Aktienhandel lernen: eine Einführung in die Welt der Börse
Dieser Artikel soll Sie als Anleger ein wenig mehr mit der Welt der Börse vertraut machen und Ihnen dabei helfen, Aktienhandel zu lernen.
Im Folgenden wollen wir Ihnen daher einige grundlegende Begrifflichkeiten erläutern und Sie mit Informationen zum alltäglichen Prozedere an der Börse versorgen.
Ein organisierter Markt für vertretbare Sachen nach bestimmten Regeln wird als Börse bezeichnet.
Dabei kann zum Beispiel mit Aktien, Anleihen, also Wertpapieren, oder aber mit Devisen sowie bestimmten Waren wie Rohstoffen gehandelt werden.
Die Börse führt Angebot und Nachfrage marktmäßig zusammen und gleicht sie durch Festsetzung von Preisen (Kursen) aus.
Angebot und Nachfrage werden hier während definierter Handelszeiten durch Makler ermittelt.
Dabei gilt: Wenn mehr Kauf- als Verkaufsanträge (Orders) für eine Aktie vorliegen, steigt der Preis der Aktie; ist es umgekehrt, sinkt er.
Aktienhandel lernen: Was an der Börse gehandelt wird
Beim Handel an der Börse muss aufgrund der breiten Produktpalette zwischen einem Kassamarkt und einem Terminmarkt unterschieden werden.

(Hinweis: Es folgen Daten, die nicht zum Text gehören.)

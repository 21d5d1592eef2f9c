use serde::{Deserialize, Serialize};

/// Identifier of a todo, unique within its list
pub type TodoId = i64;

/// Todo - a titled task inside a todo list
///
/// A todo is either undone or done; both transitions are user-triggered and
/// reversible. Deleting removes the todo rather than moving it to a final state.
#[derive(Debug, Clone, PartialEq, Eq, Serialize, Deserialize)]
pub struct Todo {
    pub id: TodoId,
    pub title: String,
    pub done: bool,
}

impl Todo {
    /// Create a new todo in the undone state
    pub fn new(id: TodoId, title: impl Into<String>) -> Self {
        Self {
            id,
            title: title.into(),
            done: false,
        }
    }

    pub fn is_done(&self) -> bool {
        self.done
    }

    pub fn mark_done(&mut self) {
        self.done = true;
    }

    pub fn mark_undone(&mut self) {
        self.done = false;
    }
}
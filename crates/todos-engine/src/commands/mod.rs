//! Request dispatch
//!
//! `Request` is the typed form of one inbound request, `Response` what the
//! handlers produce for it. `handle_request` is the single entry point that
//! runs a request against a store.

pub mod handlers;
pub mod request;
pub mod response;

pub use handlers::handle_request;
pub use request::{Method, Request};
pub use response::{ListSummary, Response, View};
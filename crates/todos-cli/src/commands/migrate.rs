//! Migrate command
//!
//! Usage: todos migrate [--db <PATH>]

use clap::Args;
use todos_engine::{AppConfig, Backend};

#[derive(Debug, Args)]
pub struct MigrateArgs {}

pub fn execute(_args: MigrateArgs, config: &AppConfig) -> Result<(), Box<dyn std::error::Error>> {
    let relational = AppConfig {
        backend: todos_engine::BackendKind::Relational,
        ..config.clone()
    };

    // Opening the relational backend applies pending migrations
    let Backend::Relational(store) = Backend::from_config(&relational)? else {
        return Err("relational backend expected".into());
    };

    let applied = todos_store::migrations::applied_migrations(store.connection())?;
    println!(
        "✓ Database {} is at {}",
        relational.db_path.display(),
        applied.last().map(String::as_str).unwrap_or("no migrations")
    );
    Ok(())
}
#![allow(clippy::unwrap_used, clippy::expect_used)]

mod common;

use common::{get, relational_app, session_app, signed_in};
use todos_core::logging_facility::init_test_capture;
use todos_core_types::schema::{EVENT_END, EVENT_END_ERROR, EVENT_START};
use todos_engine::Session;

#[test]
fn test_request_lifecycle_is_logged_once() {
    let capture = init_test_capture();
    let mut app = relational_app();
    let mut session = Session::new();

    get(&mut app, &mut session, "/users/signin");

    let events: Vec<_> = capture
        .events()
        .into_iter()
        .filter(|e| e.op.as_deref() == Some("sign_in_form"))
        .filter(|e| e.field("backend") == Some("relational"))
        .collect();
    assert!(events.iter().any(|e| e.event.as_deref() == Some(EVENT_START)));
    assert!(events
        .iter()
        .any(|e| e.event.as_deref() == Some(EVENT_END) && e.field("status") == Some("200")));
}

#[test]
fn test_not_found_is_logged_as_error() {
    let capture = init_test_capture();
    let mut app = session_app();
    let mut session = signed_in(&mut app);

    let response = get(&mut app, &mut session, "/lists/424242");
    assert_eq!(response.status(), 404);

    let errors = capture.count_events(|e| {
        e.op.as_deref() == Some("show_list")
            && e.event.as_deref() == Some(EVENT_END_ERROR)
            && e.field("err_code") == Some("ERR_NOT_FOUND")
            && e.field("status") == Some("404")
    });
    assert!(errors >= 1);
}

#[test]
fn test_password_never_reaches_logs() {
    let capture = init_test_capture();
    let mut app = session_app();
    signed_in(&mut app);

    assert!(capture
        .events()
        .iter()
        .all(|e| e.fields.values().all(|v| !v.contains(common::PASSWORD))));
}

#[test]
fn test_lifecycle_events_share_correlation_fields() {
    let capture = init_test_capture();
    let mut app = session_app();
    let mut session = signed_in(&mut app);

    assert_eq!(get(&mut app, &mut session, "/lists/777777/edit").status(), 404);

    let start = capture
        .events()
        .into_iter()
        .find(|e| e.op.as_deref() == Some("edit_list_form") && e.event.as_deref() == Some(EVENT_START))
        .expect("start event should be captured");
    let request_id = start.field("request_id").unwrap().to_string();

    let events = capture.events_with("request_id", &request_id);
    assert_eq!(events.len(), 2);
    assert_eq!(events[1].event.as_deref(), Some(EVENT_END_ERROR));
    for event in &events {
        assert_eq!(event.field("backend"), Some("session"));
        assert_eq!(event.field("owner"), Some(common::USERNAME));
    }
}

Der Aktienhandel vollzieht sich auf einem Kassamarkt, genau wie der Handel mit Waren oder Anleihen, welche auch Basiswerte genannt werden.
Als Kassageschäft wird also der Vertragsabschluss über den Kauf oder Verkauf von beispielsweise Aktien bezeichnet. Miteigentümer am Gesamtvermögen einer Aktiengesellschaft ist man ab dem Zeitpunkt, zu welchem man eine Aktie kauft.
Der Kassamarkt ist ein Teilmarkt einer Börse, welcher bei der Abwicklung eines Geschäfts unmittelbar nach dessen Abschluss stattfinden muss. In Deutschland ist dieser Zeitraum auf 2 Tage festgelegt.
Erfolgt diese Abwicklung erst zu einem späteren Zeitpunkt, wird von einem Termingeschäft gesprochen.
Der Terminmarkt ist der ökonomische Ort, an dem Angebot und Nachfrage nach Termingeschäften aufeinander treffen.
Aktienhandel lernen: Wo und wie man Aktien kaufen kann
Ein Aktiengeschäft kann über die Hausbank abwickelt werden.
Bevor Sie eine Aktie kaufen, ist es wichtig, dass Sie sich ein Limit setzen und so den Höchst- bzw. Tiefstkurs bekanntgeben.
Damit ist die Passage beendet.